use std::collections::HashMap;

use indexmap::IndexMap;
use polars::prelude::*;
use serde::Serialize;

use super::values::{column_to_json, value_label};

pub const TOP_VALUES_LIMIT: usize = 10;
const LOW_CARDINALITY_MAX: usize = 10;
const HIGH_CARDINALITY_RATIO: f64 = 0.5;

#[derive(Debug, Clone, Copy, PartialEq, Eq, Serialize)]
#[serde(rename_all = "lowercase")]
pub enum Cardinality {
    Low,
    Medium,
    High,
}

impl Cardinality {
    pub fn classify(unique_values: usize, rows: usize) -> Self {
        if unique_values as f64 > HIGH_CARDINALITY_RATIO * rows as f64 {
            Cardinality::High
        } else if unique_values <= LOW_CARDINALITY_MAX {
            Cardinality::Low
        } else {
            Cardinality::Medium
        }
    }
}

#[derive(Debug, Clone, PartialEq, Serialize)]
pub struct CategoricalStats {
    pub unique_values: usize,
    pub top_values: IndexMap<String, usize>,
    pub cardinality: Cardinality,
}

/// Most frequent labels, count descending, ties in order of first appearance.
pub fn top_values<I>(labels: I, limit: usize) -> (usize, IndexMap<String, usize>)
where
    I: IntoIterator<Item = String>,
{
    // label -> (first position, occurrences)
    let mut counts: HashMap<String, (usize, usize)> = HashMap::new();
    for (position, label) in labels.into_iter().enumerate() {
        counts.entry(label).or_insert((position, 0)).1 += 1;
    }

    let unique = counts.len();
    let mut ranked: Vec<(String, (usize, usize))> = counts.into_iter().collect();
    ranked.sort_by(|a, b| b.1 .1.cmp(&a.1 .1).then(a.1 .0.cmp(&b.1 .0)));

    let top = ranked
        .into_iter()
        .take(limit)
        .map(|(label, (_, count))| (label, count))
        .collect();
    (unique, top)
}

pub fn describe(series: &Series) -> PolarsResult<CategoricalStats> {
    let labels = column_to_json(series)?
        .iter()
        .filter_map(value_label)
        .collect::<Vec<_>>();
    let (unique_values, top_values) = top_values(labels, TOP_VALUES_LIMIT);

    Ok(CategoricalStats {
        unique_values,
        top_values,
        cardinality: Cardinality::classify(unique_values, series.len()),
    })
}

pub fn analyze(df: &DataFrame, columns: &[String]) -> PolarsResult<IndexMap<String, CategoricalStats>> {
    columns
        .iter()
        .map(|name| {
            let series = df.column(name)?;
            describe(series).map(|stats| (name.clone(), stats))
        })
        .collect()
}

#[cfg(test)]
mod tests {
    use super::*;

    #[test]
    fn city_column_profile() {
        let s = Series::new("city", &["NY", "LA", "NY", "NY"]);
        let stats = describe(&s).unwrap();

        assert_eq!(stats.unique_values, 2);
        assert_eq!(stats.top_values.get("NY"), Some(&3));
        assert_eq!(stats.top_values.get("LA"), Some(&1));
        assert_eq!(stats.top_values.keys().collect::<Vec<_>>(), vec!["NY", "LA"]);
        assert_eq!(stats.cardinality, Cardinality::Low);
    }

    #[test]
    fn ties_keep_first_seen_order() {
        let labels = ["b", "a", "c", "a", "b", "c"].iter().map(|s| s.to_string());
        let (unique, top) = top_values(labels, 10);
        assert_eq!(unique, 3);
        assert_eq!(top.keys().collect::<Vec<_>>(), vec!["b", "a", "c"]);
    }

    #[test]
    fn top_values_are_capped() {
        let labels = (0..25).map(|i| format!("v{}", i));
        let (unique, top) = top_values(labels, TOP_VALUES_LIMIT);
        assert_eq!(unique, 25);
        assert_eq!(top.len(), TOP_VALUES_LIMIT);
        assert_eq!(top.keys().next().map(String::as_str), Some("v0"));
    }

    #[test]
    fn nulls_are_not_values() {
        let s = Series::new("c", &[Some("x"), None, Some("x"), None]);
        let stats = describe(&s).unwrap();
        assert_eq!(stats.unique_values, 1);
        assert_eq!(stats.top_values.get("x"), Some(&2));
    }

    #[test]
    fn cardinality_tiers() {
        assert_eq!(Cardinality::classify(6, 10), Cardinality::High);
        assert_eq!(Cardinality::classify(5, 10), Cardinality::Low);
        assert_eq!(Cardinality::classify(10, 100), Cardinality::Low);
        assert_eq!(Cardinality::classify(11, 100), Cardinality::Medium);
        assert_eq!(Cardinality::classify(51, 100), Cardinality::High);
        assert_eq!(Cardinality::classify(0, 0), Cardinality::Low);
    }
}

========

#### [TASK TO COMPLETE]
Every line above needs to be retyped exactly.

#### [EXERCISE RESULT]
use std::collections::HashMap;

use indexmap::IndexMap;
use polars::prelude::*;
use serde::Serialize;

use super::values::{column_to_json, value_label};

pub const TOP_VALUES_LIMIT: usize = 10;
const LOW_CARDINALITY_MAX: usize = 10;
const HIGH_CARDINALITY_RATIO: f64 = 0.5;

#[derive(Debug, Clone, Copy, PartialEq, Eq, Serialize)]
#[serde(rename_all = "lowercase")]
pub enum Cardinality {
    Low,
    Medium,
    High,
}

impl Cardinality {
    pub fn classify(unique_values: usize, rows: usize) -> Self {
        if unique_values as f64 > HIGH_CARDINALITY_RATIO * rows as f64 {
            Cardinality::High
        } else if unique_values <= LOW_CARDINALITY_MAX {
            Cardinality::Low
        } else {
            Cardinality::Medium
        }
    }
}

#[derive(Debug, Clone, PartialEq, Serialize)]
pub struct CategoricalStats {
    pub unique_values: usize,
    pub top_values: IndexMap<String, usize>,
    pub cardinality: Cardinality,
}

/// Most frequent labels, count descending, ties in order of first appearance.
pub fn top_values<I>(labels: I, limit: usize) -> (usize, IndexMap<String, usize>)
where
    I: IntoIterator<Item = String>,
{
    // label -> (first position, occurrences)
    let mut counts: HashMap<String, (usize, usize)> = HashMap::new();
    for (position, label) in labels.into_iter().enumerate() {
        counts.entry(label).or_insert((position, 0)).1 += 1;
    }

    let unique = counts.len();
    let mut ranked: Vec<(String, (usize, usize))> = counts.into_iter().collect();
    ranked.sort_by(|a, b| b.1 .1.cmp(&a.1 .1).then(a.1 .0.cmp(&b.1 .0)));

    let top = ranked
        .into_iter()
        .take(limit)
        .map(|(label, (_, count))| (label, count))
        .collect();
    (unique, top)
}

pub fn describe(series: &Series) -> PolarsResult<CategoricalStats> {
    let labels = column_to_json(series)?
        .iter()
        .filter_map(value_label)
        .collect::<Vec<_>>();
    let (unique_values, top_values) = top_values(labels, TOP_VALUES_LIMIT);

    Ok(CategoricalStats {
        unique_values,
        top_values,
        cardinality: Cardinality::classify(unique_values, series.len()),
    })
}

pub fn analyze(df: &DataFrame, columns: &[String]) -> PolarsResult<IndexMap<String, CategoricalStats>> {
    columns
        .iter()
        .map(|name| {
            let series = df.column(name)?;
            describe(series).map(|stats| (name.clone(), stats))
        })
        .collect()
}

#[cfg(test)]
mod tests {
    use super::*;

    #[test]
    fn city_column_profile() {
        let s = Series::new("city", &["NY", "LA", "NY", "NY"]);
        let stats = describe(&s).unwrap();

        assert_eq!(stats.unique_values, 2);
        assert_eq!(stats.top_values.get("NY"), Some(&3));
        assert_eq!(stats.top_values.get("LA"), Some(&1));
        assert_eq!(stats.top_values.keys().collect::<Vec<_>>(), vec!["NY", "LA"]);
        assert_eq!(stats.cardinality, Cardinality::Low);
    }

    #[test]
    fn ties_keep_first_seen_order() {
        let labels = ["b", "a", "c", "a", "b", "c"].iter().map(|s| s.to_string());
        let (unique, top) = top_values(labels, 10);
        assert_eq!(unique, 3);
        assert_eq!(top.keys().collect::<Vec<_>>(), vec!["b", "a", "c"]);
    }

    #[test]
    fn top_values_are_capped() {
        let labels = (0..25).map(|i| format!("v{}", i));
        let (unique, top) = top_values(labels, TOP_VALUES_LIMIT);
        assert_eq!(unique, 25);
        assert_eq!(top.len(), TOP_VALUES_LIMIT);
        assert_eq!(top.keys().next().map(String::as_str), Some("v0"));
    }

    #[test]
    fn nulls_are_not_values() {
        let s = Series::new("c", &[Some("x"), None, Some("x"), None]);
        let stats = describe(&s).unwrap();
        assert_eq!(stats.unique_values, 1);
        assert_eq!(stats.top_values.get("x"), Some(&2));
    }

    #[test]
    fn cardinality_tiers() {
        assert_eq!(Cardinality::classify(6, 10), Cardinality::High);
        assert_eq!(Cardinality::classify(5, 10), Cardinality::Low);
        assert_eq!(Cardinality::classify(10, 100), Cardinality::Low);
        assert_eq!(Cardinality::classify(11, 100), Cardinality::Medium);
        assert_eq!(Cardinality::classify(51, 100), Cardinality::High);
        assert_eq!(Cardinality::classify(0, 0), Cardinality::Low);
    }
}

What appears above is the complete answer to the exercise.